• **ABOUT THIS TASK**
Below are records; report the number of lines in them that include the word "InMemoryCache", with no other text.

• **EXERCISE DATA**
[Start of section]

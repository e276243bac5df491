//! Stockroom Store — `PostgreSQL` persistence for products and transactions.

pub mod pg_product_store;
pub mod schema;

/// Embedded migrations from the workspace `migrations/` directory.
pub static MIGRATOR: sqlx::migrate::Migrator = sqlx::migrate!("../../migrations");
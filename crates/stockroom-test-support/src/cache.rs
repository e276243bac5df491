//! Test caches — `Cache` implementations for tests.

use std::collections::HashMap;
use std::sync::Mutex;
use std::time::Duration;

use async_trait::async_trait;
use stockroom_core::cache::Cache;
use stockroom_core::error::DomainError;

/// A map-backed cache that records the TTL of every write. Entries never
/// expire on their own; tests inspect `ttl_of` instead.
#[derive(Debug, Default)]
pub struct InMemoryCache {
    entries: Mutex<HashMap<String, (String, Duration)>>,
}

impl InMemoryCache {
    /// Creates an empty cache.
    #[must_use]
    pub fn new() -> Self {
        Self::default()
    }

    /// Returns `true` if `key` is cached.
    ///
    /// # Panics
    ///
    /// Panics if the internal mutex is poisoned.
    pub fn contains(&self, key: &str) -> bool {
        self.entries.lock().unwrap().contains_key(key)
    }

    /// Returns the TTL `key` was last written with.
    ///
    /// # Panics
    ///
    /// Panics if the internal mutex is poisoned.
    pub fn ttl_of(&self, key: &str) -> Option<Duration> {
        self.entries.lock().unwrap().get(key).map(|(_, ttl)| *ttl)
    }

    /// Writes a raw value, bypassing the trait. Used to plant stale or
    /// corrupt entries.
    ///
    /// # Panics
    ///
    /// Panics if the internal mutex is poisoned.
    pub fn insert_raw(&self, key: &str, value: &str) {
        self.entries
            .lock()
            .unwrap()
            .insert(key.to_owned(), (value.to_owned(), Duration::from_secs(60)));
    }

    /// Number of cached keys.
    ///
    /// # Panics
    ///
    /// Panics if the internal mutex is poisoned.
    pub fn len(&self) -> usize {
        self.entries.lock().unwrap().len()
    }

    /// Returns `true` when nothing is cached.
    pub fn is_empty(&self) -> bool {
        self.len() == 0
    }
}

#[async_trait]
impl Cache for InMemoryCache {
    async fn get(&self, key: &str) -> Result<Option<String>, DomainError> {
        Ok(self
            .entries
            .lock()
            .unwrap()
            .get(key)
            .map(|(value, _)| value.clone()))
    }

    async fn set(&self, key: &str, value: &str, ttl: Duration) -> Result<(), DomainError> {
        self.entries
            .lock()
            .unwrap()
            .insert(key.to_owned(), (value.to_owned(), ttl));
        Ok(())
    }

    async fn delete(&self, key: &str) -> Result<(), DomainError> {
        self.entries.lock().unwrap().remove(key);
        Ok(())
    }

    async fn delete_prefix(&self, prefix: &str) -> Result<(), DomainError> {
        self.entries
            .lock()
            .unwrap()
            .retain(|key, _| !key.starts_with(prefix));
        Ok(())
    }
}

/// A cache whose every call fails, as if the cache server were down.
#[derive(Debug)]
pub struct FailingCache;

#[async_trait]
impl Cache for FailingCache {
    async fn get(&self, _key: &str) -> Result<Option<String>, DomainError> {
        Err(DomainError::Transient("cache connection refused".into()))
    }

    async fn set(&self, _key: &str, _value: &str, _ttl: Duration) -> Result<(), DomainError> {
        Err(DomainError::Transient("cache connection refused".into()))
    }

    async fn delete(&self, _key: &str) -> Result<(), DomainError> {
        Err(DomainError::Transient("cache connection refused".into()))
    }

    async fn delete_prefix(&self, _prefix: &str) -> Result<(), DomainError> {
        Err(DomainError::Transient("cache connection refused".into()))
    }
}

[End of section]

• **EXERCISE SOLUTION**
3